Esse fenômeno tem nome: ordem espontânea. É um padrão complexo e funcional que emerge da interação de milhões de decisões individuais, cada uma perseguindo objetivos próprios, sem que nenhuma delas precise entender o sistema inteiro. Ninguém que trabalha numa padaria precisa saber quanto trigo foi plantado em outro estado — o preço já carrega essa informação, condensada, sem que ele precise pedir.
O erro do planejador
O planejamento central tenta substituir esse processo por decisão deliberada — e falha, não por falta de boa intenção, mas porque a quantidade de informação dispersa entre milhões de agentes nunca cabe na cabeça de um comitê, por mais bem-intencionado ou bem-informado que seja.
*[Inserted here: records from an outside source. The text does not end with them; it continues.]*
//! Turning one source file into a [`Module`].

use std::path::Path;

use codergen_ir::{FieldDecl, FieldType, Module, StructDecl};
use quote::ToTokens;
use syn::{
    Attribute, Expr, Fields, GenericArgument, Lit, Meta, PathArguments, Token, Type,
    punctuated::Punctuated,
};

use crate::{Error, Result};

/// Prefix of an inner doc line that carries a directive.
pub const DIRECTIVE_PREFIX: &str = "coder:";

/// Name of the derive that marks a struct for generation.
const CODEC_DERIVE: &str = "Codec";

/// Parse `src` into a module named `name`.
///
/// Returns `Ok(None)` when the file declares no `Codec` structs.
pub fn parse_source(name: &str, path: &Path, src: &str) -> Result<Option<Module>> {
    let file = syn::parse_file(src).map_err(|e| Error::parse(path, src, e))?;

    let mut builder = Module::builder(name, path).test_only(is_test_module(name));

    for attr in &file.attrs {
        if is_cfg_test(attr) {
            builder = builder.test_only(true);
        }
        if let Some(line) = doc_line(attr) {
            if let Some((key, value)) = parse_directive(path, &line)? {
                builder = builder.directive(key, value);
            }
        }
    }

    for item in &file.items {
        if let syn::Item::Struct(s) = item {
            if derives_codec(&s.attrs) {
                builder = builder.add_struct(struct_decl(path, s)?);
            }
        }
    }

    if builder.struct_count() == 0 {
        return Ok(None);
    }
    Ok(Some(builder.finish()))
}

/// Parse a directive out of an inner doc line.
///
/// Lines without the prefix are ordinary docs and yield `None`.
fn parse_directive(path: &Path, line: &str) -> Result<Option<(String, String)>> {
    let Some(rest) = line.trim().strip_prefix(DIRECTIVE_PREFIX) else {
        return Ok(None);
    };
    let (key, value) = match rest.split_once('=') {
        Some((key, value)) => (key.trim(), value.trim()),
        None => (rest.trim(), ""),
    };
    if key.is_empty() || key.contains(char::is_whitespace) {
        return Err(Box::new(Error::InvalidDirective {
            path: path.to_path_buf(),
            text: line.trim().to_string(),
        }));
    }
    Ok(Some((key.to_string(), value.to_string())))
}

/// Modules under a `tests` directory or named `*_test`/`*_tests` are test-only.
fn is_test_module(name: &str) -> bool {
    let segments: Vec<&str> = name.split("::").collect();
    let Some((last, parents)) = segments.split_last() else {
        return false;
    };
    parents.contains(&"tests") || last.ends_with("_test") || last.ends_with("_tests")
}

fn is_cfg_test(attr: &Attribute) -> bool {
    attr.path().is_ident("cfg")
        && attr
            .parse_args::<syn::Ident>()
            .map(|ident| ident == "test")
            .unwrap_or(false)
}

/// Text of a `///` or `//!` line, without the marker.
fn doc_line(attr: &Attribute) -> Option<String> {
    if !attr.path().is_ident("doc") {
        return None;
    }
    if let Meta::NameValue(nv) = &attr.meta {
        if let Expr::Lit(expr) = &nv.value {
            if let Lit::Str(s) = &expr.lit {
                return Some(s.value());
            }
        }
    }
    None
}

fn docs(attrs: &[Attribute]) -> Vec<String> {
    attrs
        .iter()
        .filter_map(doc_line)
        .map(|line| line.trim().to_string())
        .collect()
}

fn derives_codec(attrs: &[Attribute]) -> bool {
    attrs
        .iter()
        .filter(|attr| attr.path().is_ident("derive"))
        .filter_map(|attr| {
            attr.parse_args_with(Punctuated::<syn::Path, Token![,]>::parse_terminated)
                .ok()
        })
        .flatten()
        .any(|path| {
            path.segments
                .last()
                .map(|seg| seg.ident == CODEC_DERIVE)
                .unwrap_or(false)
        })
}

fn struct_decl(path: &Path, s: &syn::ItemStruct) -> Result<StructDecl> {
    let name = s.ident.to_string();
    let fields = match &s.fields {
        Fields::Named(named) => named
            .named
            .iter()
            .map(|f| FieldDecl {
                name: f
                    .ident
                    .as_ref()
                    .map(ToString::to_string)
                    .unwrap_or_default(),
                ty: field_type(&f.ty),
                docs: docs(&f.attrs),
            })
            .collect(),
        Fields::Unnamed(_) => {
            return Err(Box::new(Error::TupleStruct {
                path: path.to_path_buf(),
                name,
            }));
        }
        Fields::Unit => Vec::new(),
    };

    Ok(StructDecl {
        name,
        docs: docs(&s.attrs),
        fields,
    })
}

/// Reduce a Rust type to a [`FieldType`].
///
/// Shapes that cannot be encoded become [`FieldType::Unsupported`] so the
/// failure is reported against the generation task, not the scan.
fn field_type(ty: &Type) -> FieldType {
    let Type::Path(type_path) = ty else {
        return unsupported(ty);
    };
    if type_path.qself.is_some() {
        return unsupported(ty);
    }
    let Some(segment) = type_path.path.segments.last() else {
        return unsupported(ty);
    };
    let ident = segment.ident.to_string();

    match &segment.arguments {
        PathArguments::None => {
            FieldType::from_rust_primitive(&ident).unwrap_or(FieldType::Named(ident))
        }
        PathArguments::AngleBracketed(args) if args.args.len() == 1 => {
            let Some(GenericArgument::Type(inner)) = args.args.first() else {
                return unsupported(ty);
            };
            match ident.as_str() {
                "Vec" => match field_type(inner) {
                    FieldType::U8 => FieldType::Bytes,
                    element => FieldType::List(Box::new(element)),
                },
                "Option" => FieldType::Option(Box::new(field_type(inner))),
                _ => unsupported(ty),
            }
        }
        _ => unsupported(ty),
    }
}

fn unsupported(ty: &Type) -> FieldType {
    let text = ty
        .to_token_stream()
        .to_string()
        .replace(" < ", "<")
        .replace("< ", "<")
        .replace(" <", "<")
        .replace(" >", ">")
        .replace(" ,", ",")
        .replace("& ", "&");
    FieldType::Unsupported(text)
}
Friedrich Hayek chamou isso de problema do conhecimento disperso: boa parte do que faz a economia funcionar não é conhecimento que alguém possa reunir num relatório — é conhecimento local, tácito, que só existe distribuído.
Isso não significa que ordem espontânea seja caos disfarçado. É o oposto: é ordem real, só que sem autor único. A linguagem que você está lendo agora também é assim — ninguém a desenhou de cima para baixo, e ainda assim ela segue regras reconhecíveis. O mercado é o mesmo tipo de fenômeno, aplicado a recursos escassos.